Head coach Bruce Pearl received a raise and an extension as part of his contract signed on May 1, 2022, according to a copy of his contract acquired by AL.com via a public records request. It would keep him at Auburn through 2030. It would make him the fourth highest-paid coach in America, according to USA Today’s coaches salaries database.

That resource lists Pearl’s 2024 salary at $5,716,652 including raises built into his contract and performance bonuses.

That’s more than national-championship-winning coaches Scott Drew at Baylor, Tony Bennett at Virginia and Dan Hurley at UConn. The only three coaches paid more than Pearl are Kansas’ Bill Self, Kentucky’s John Calipari and Michigan State’s Tom Izzo.

Pearl is on track to become the winningest coach in Auburn men’s basketball history. Paying him among the highest of any coach in America is the top dollar it takes to ensure he remains here and emphasizes Auburn’s commitment to being a contending program.

But it takes more than Pearl. Auburn is spending record sums on the total staff around him too.

According to copies of their contracts acquired by AL.com, Auburn either signed, extended or gave a raise to all five of its assistant coaches since May 2022.

In 2018, Auburn spent $3,685,718 total on basketball coach salaries. Then, that was a record high. In 2023, it spent $7,303,740. It’s a trend that continued upward at a similar rate as the total expenses for the sport did.

That number will only go up again in the 2024 fiscal year should the coaches all stay to receive their performance bonuses for winning the SEC Tournament and however deep of a run the team makes in the NCAA Tournament.

To win SEC championships and make runs in March requires having more than just top coaching. It requires top players, too.

Auburn has had three Associated Press All-Americans in the last three years. Incoming freshman guard Tahaad Pettiford was selected as a high school McDonald’s All-American this year. He’s the fourth Auburn recruit to receive that award.

All of them have come since 2021.

To compete for talent like that, Auburn has to spend like the blue bloods of the sport.

Few expenditures at Auburn have increased like its recruiting budget. Auburn has had an increase of more than 400% in its basketball recruiting spending from 2018 to 2023.

Auburn’s 2018 basketball recruiting costs totaled $79,837.

In 2023, Auburn spent $434,217.

Those sums are purely what the athletic department is spending on various recruiting costs including official visits. It does not include NIL deals with recruits — but Auburn is certainly able to compete financially there, too.

It’s spending that Auburn hopes puts it on an equal playing field for top talent.

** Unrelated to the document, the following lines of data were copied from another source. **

use std::collections::BTreeMap;

use serde::{Deserialize, Serialize};
use serde_json::{Value, json};
use tessera_config::ScoreScale;
use tessera_normalize::{Normalize, NormalizedResult, normalize_into};

/// Key of the aggregate score in `dimension_scores`.
pub const OVERALL: &str = "overall";

/// The structured product of one assembly pass.
///
/// A later pass supersedes the report as a whole; nothing edits a report
/// in place once it is in state.
#[derive(Debug, Clone, PartialEq, Serialize, Deserialize)]
#[serde(default)]
pub struct Report {
  pub scale: ScoreScale,
  /// Dimension name to score on `scale`. Always holds [`OVERALL`].
  pub dimension_scores: BTreeMap<String, f64>,
  /// Category name to finding records.
  pub findings: BTreeMap<String, Vec<Value>>,
  pub summary_text: String,
}

impl Report {
  /// An empty report with a neutral `overall` on `scale`.
  pub fn neutral(scale: ScoreScale) -> Self {
    Self {
      scale,
      dimension_scores: BTreeMap::from([(OVERALL.to_string(), scale.neutral())]),
      findings: BTreeMap::new(),
      summary_text: String::new(),
    }
  }

  /// Normalize an assembly response into a report on `scale`.
  pub fn from_response(raw: &str, scale: ScoreScale) -> NormalizedResult<Self> {
    normalize_into(raw, Self::neutral(scale))
  }

  pub fn overall(&self) -> f64 {
    self
      .dimension_scores
      .get(OVERALL)
      .copied()
      .unwrap_or_else(|| self.scale.neutral())
  }

  /// `overall` as a percentage, whatever the scale.
  pub fn overall_percent(&self) -> f64 {
    self.scale.to_percent(self.overall())
  }

  /// Lower `overall` by `points` percentage points, stopping at zero.
  pub fn apply_penalty(&mut self, points: f64) {
    let percent = (self.overall_percent() - points).max(0.0);
    self
      .dimension_scores
      .insert(OVERALL.to_string(), self.scale.from_percent(percent));
  }
}

impl Default for Report {
  fn default() -> Self {
    Self::neutral(ScoreScale::default())
  }
}

impl Normalize for Report {
  fn schema_defaults(&self) -> Value {
    json!({
      "dimension_scores": self.dimension_scores,
      "findings": self.findings,
      "summary_text": self.summary_text,
    })
  }

  fn sanitize(&mut self) -> Vec<String> {
    let max = self.scale.max();
    let neutral = self.scale.neutral();
    let mut corrected = Vec::new();

    for (name, score) in self.dimension_scores.iter_mut() {
      let fixed = if score.is_finite() {
        score.clamp(0.0, max)
      } else {
        neutral
      };
      if fixed != *score {
        *score = fixed;
        corrected.push(format!("dimension_scores.{}", name));
      }
    }

    if !self.dimension_scores.contains_key(OVERALL) {
      let others: Vec<f64> = self.dimension_scores.values().copied().collect();
      let overall = if others.is_empty() {
        neutral
      } else {
        others.iter().sum::<f64>() / others.len() as f64
      };
      self.dimension_scores.insert(OVERALL.to_string(), overall);
      corrected.push(format!("dimension_scores.{}", OVERALL));
    }

    corrected
  }
}
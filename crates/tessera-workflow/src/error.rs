use thiserror::Error;

/// A task graph that cannot be executed.
#[derive(Debug, Clone, PartialEq, Eq, Error)]
pub enum WorkflowError {
  #[error("duplicate task name: {0}")]
  DuplicateTask(String),

  #[error("task '{0}' depends on itself")]
  SelfDependency(String),

  #[error("task '{task}' depends on unknown task '{predecessor}'")]
  UnknownPredecessor { task: String, predecessor: String },

  #[error("cycle detected in task graph at '{0}'")]
  CycleDetected(String),

  #[error("no entry tasks found (every task has a predecessor)")]
  NoEntryPoints,

  #[error("expected exactly one terminal task, found [{}]", .found.join(", "))]
  TerminalCount { found: Vec<String> },
}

It’s all spending Auburn has made because it decided to make basketball a priority.

And that’s paying off with victories. Auburn fifth year forward Jaylin Williams is the winningest player in Auburn’s history. Williams is a regular season SEC champ in 2022 and an SEC Tournament winner this year. He came to Auburn in the fall after its trip to the Final Four. His five-year run has been arguably the best in the history of the program.

The money spent is leading to a record revenue, too.

The money Auburn is putting into men’s basketball to ensure its success is returning in the form of ticket sales and contributions to the program. The money Auburn is putting into men’s basketball drives fan interest for a quite simple reason: fans want to see their team win. It’s winning now.

Auburn’s basketball revenue took a larger hit during the COVID-19 pandemic than its spending did — which was the case for nearly every college athletic department in America.

But the money Auburn has brought in from 2018 to 2023 has increased by nearly $8 million. Auburn had $11,215,902 in men’s basketball revenue for the 2018 fiscal year and $19,199,984 in 2023.

Auburn’s ticket sales numbers have been more inconsistent during this five-year period — ticket sales set a record in the 2022 fiscal year before declining in 2023 — but the program is continuing to see records in contributions and donations.

Men’s basketball totals dipped below $3 million per year during the pandemic but have risen back up to more than $5.2 million in 2023.

Auburn is now making a sizeable surplus on basketball — $4.2 million in the 2023 fiscal year — which allows it to maintain record spending levels.